> [Required work] Search the listing for the string "Clone". Copy every line that has it.

> [The input]
//! Address-keyed set of deployed in-memory registries
//!
//! `RegistrySet` is the live directory the host ledger hands to the swap
//! contract. Transactions write through a [`StagedRegistries`] overlay and
//! only the registries they touched are copied back on commit.
//!
//! [`StagedRegistries`]: crate::registry::staged::StagedRegistries

use std::collections::HashMap;
use swap_types::asset::AssetKind;
use swap_types::ids::Address;

use crate::errors::RegistryError;
use crate::registry::memory::{MemoryQuantifiedRegistry, MemoryUniqueRegistry};
use crate::registry::{AssetRegistries, RegistryMut, RegistryRef};

/// A registry deployed at some address.
#[derive(Debug, Clone)]
pub enum DeployedRegistry {
    Unique(MemoryUniqueRegistry),
    Quantified(MemoryQuantifiedRegistry),
}

impl DeployedRegistry {
    pub fn kind(&self) -> AssetKind {
        match self {
            DeployedRegistry::Unique(_) => AssetKind::Unique,
            DeployedRegistry::Quantified(_) => AssetKind::Quantified,
        }
    }

    pub fn as_unique(&self) -> Option<&MemoryUniqueRegistry> {
        match self {
            DeployedRegistry::Unique(r) => Some(r),
            DeployedRegistry::Quantified(_) => None,
        }
    }

    pub fn as_unique_mut(&mut self) -> Option<&mut MemoryUniqueRegistry> {
        match self {
            DeployedRegistry::Unique(r) => Some(r),
            DeployedRegistry::Quantified(_) => None,
        }
    }

    pub fn as_quantified(&self) -> Option<&MemoryQuantifiedRegistry> {
        match self {
            DeployedRegistry::Quantified(r) => Some(r),
            DeployedRegistry::Unique(_) => None,
        }
    }

    pub fn as_quantified_mut(&mut self) -> Option<&mut MemoryQuantifiedRegistry> {
        match self {
            DeployedRegistry::Quantified(r) => Some(r),
            DeployedRegistry::Unique(_) => None,
        }
    }

    pub fn set_approval_for_all(&mut self, owner: Address, operator: Address, approved: bool) {
        match self {
            DeployedRegistry::Unique(r) => r.set_approval_for_all(owner, operator, approved),
            DeployedRegistry::Quantified(r) => r.set_approval_for_all(owner, operator, approved),
        }
    }

    pub fn set_paused(&mut self, paused: bool) {
        match self {
            DeployedRegistry::Unique(r) => r.set_paused(paused),
            DeployedRegistry::Quantified(r) => r.set_paused(paused),
        }
    }

    pub(crate) fn view(&self) -> RegistryRef<'_> {
        match self {
            DeployedRegistry::Unique(r) => RegistryRef::Unique(r),
            DeployedRegistry::Quantified(r) => RegistryRef::Quantified(r),
        }
    }

    pub(crate) fn view_mut(&mut self) -> RegistryMut<'_> {
        match self {
            DeployedRegistry::Unique(r) => RegistryMut::Unique(r),
            DeployedRegistry::Quantified(r) => RegistryMut::Quantified(r),
        }
    }
}

/// Error for an address that holds no registry of the requested kind.
pub(crate) fn unknown(registry: &Address) -> RegistryError {
    RegistryError::UnknownRegistry {
        registry: *registry,
    }
}

#[derive(Debug, Clone, Default)]
pub struct RegistrySet {
    registries: HashMap<Address, DeployedRegistry>,
}

impl RegistrySet {
    pub fn new() -> Self {
        Self::default()
    }

    /// Deploy an empty unique-ownership registry at a fresh address.
    pub fn deploy_unique(&mut self) -> Address {
        self.deploy(DeployedRegistry::Unique(MemoryUniqueRegistry::new()))
    }

    /// Deploy an empty quantified-balance registry at a fresh address.
    pub fn deploy_quantified(&mut self) -> Address {
        self.deploy(DeployedRegistry::Quantified(MemoryQuantifiedRegistry::new()))
    }

    /// Deploy a prepared registry at a fresh address.
    pub fn deploy(&mut self, registry: DeployedRegistry) -> Address {
        let address = Address::new();
        self.registries.insert(address, registry);
        address
    }

    pub fn get(&self, address: &Address) -> Option<&DeployedRegistry> {
        self.registries.get(address)
    }

    pub fn unique(&self, address: &Address) -> Result<&MemoryUniqueRegistry, RegistryError> {
        self.get(address)
            .and_then(DeployedRegistry::as_unique)
            .ok_or_else(|| unknown(address))
    }

    pub fn unique_mut(
        &mut self,
        address: &Address,
    ) -> Result<&mut MemoryUniqueRegistry, RegistryError> {
        self.registries
            .get_mut(address)
            .and_then(DeployedRegistry::as_unique_mut)
            .ok_or_else(|| unknown(address))
    }

    pub fn quantified(
        &self,
        address: &Address,
    ) -> Result<&MemoryQuantifiedRegistry, RegistryError> {
        self.get(address)
            .and_then(DeployedRegistry::as_quantified)
            .ok_or_else(|| unknown(address))
    }

    pub fn quantified_mut(
        &mut self,
        address: &Address,
    ) -> Result<&mut MemoryQuantifiedRegistry, RegistryError> {
        self.registries
            .get_mut(address)
            .and_then(DeployedRegistry::as_quantified_mut)
            .ok_or_else(|| unknown(address))
    }

    /// Replace registries with their committed copies.
    pub(crate) fn apply(&mut self, writes: HashMap<Address, DeployedRegistry>) {
        self.registries.extend(writes);
    }

    pub fn len(&self) -> usize {
        self.registries.len()
    }

    pub fn is_empty(&self) -> bool {
        self.registries.is_empty()
    }
}

impl AssetRegistries for RegistrySet {
    fn registry(&self, address: &Address) -> Option<RegistryRef<'_>> {
        self.get(address).map(DeployedRegistry::view)
    }

    fn registry_mut(&mut self, address: &Address) -> Option<RegistryMut<'_>> {
        self.registries.get_mut(address).map(DeployedRegistry::view_mut)
    }
}

#[cfg(test)]
mod tests {
    use super::*;
    use swap_types::asset::AssetRef;
    use swap_types::ids::AssetId;

    #[test]
    fn test_deploy_assigns_distinct_addresses() {
        let mut set = RegistrySet::new();
        let a = set.deploy_unique();
        let b = set.deploy_quantified();
        assert_ne!(a, b);
        assert_eq!(set.len(), 2);
    }

    #[test]
    fn test_kind_probe() {
        let mut set = RegistrySet::new();
        let unique = set.deploy_unique();
        let quantified = set.deploy_quantified();
        assert_eq!(set.kind_of(&unique), Some(AssetKind::Unique));
        assert_eq!(set.kind_of(&quantified), Some(AssetKind::Quantified));
        assert_eq!(set.kind_of(&Address::new()), None);
    }

    #[test]
    fn test_typed_accessors_reject_wrong_kind() {
        let mut set = RegistrySet::new();
        let unique = set.deploy_unique();
        assert!(set.unique(&unique).is_ok());
        assert_eq!(
            set.quantified(&unique).unwrap_err(),
            RegistryError::UnknownRegistry { registry: unique }
        );
    }

    #[test]
    fn test_resolve_requires_matching_kind() {
        let mut set = RegistrySet::new();
        let unique = set.deploy_unique();
        let as_unique = AssetRef::new(unique, AssetId::new(1), AssetKind::Unique);
        let as_quantified = AssetRef::new(unique, AssetId::new(1), AssetKind::Quantified);
        assert!(set.resolve(&as_unique).is_some());
        assert!(set.resolve(&as_quantified).is_none());
        assert!(set.resolve_mut(&as_quantified).is_none());
    }
}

> [Task output]
#[derive(Debug, Clone)]
#[derive(Debug, Clone, Default)]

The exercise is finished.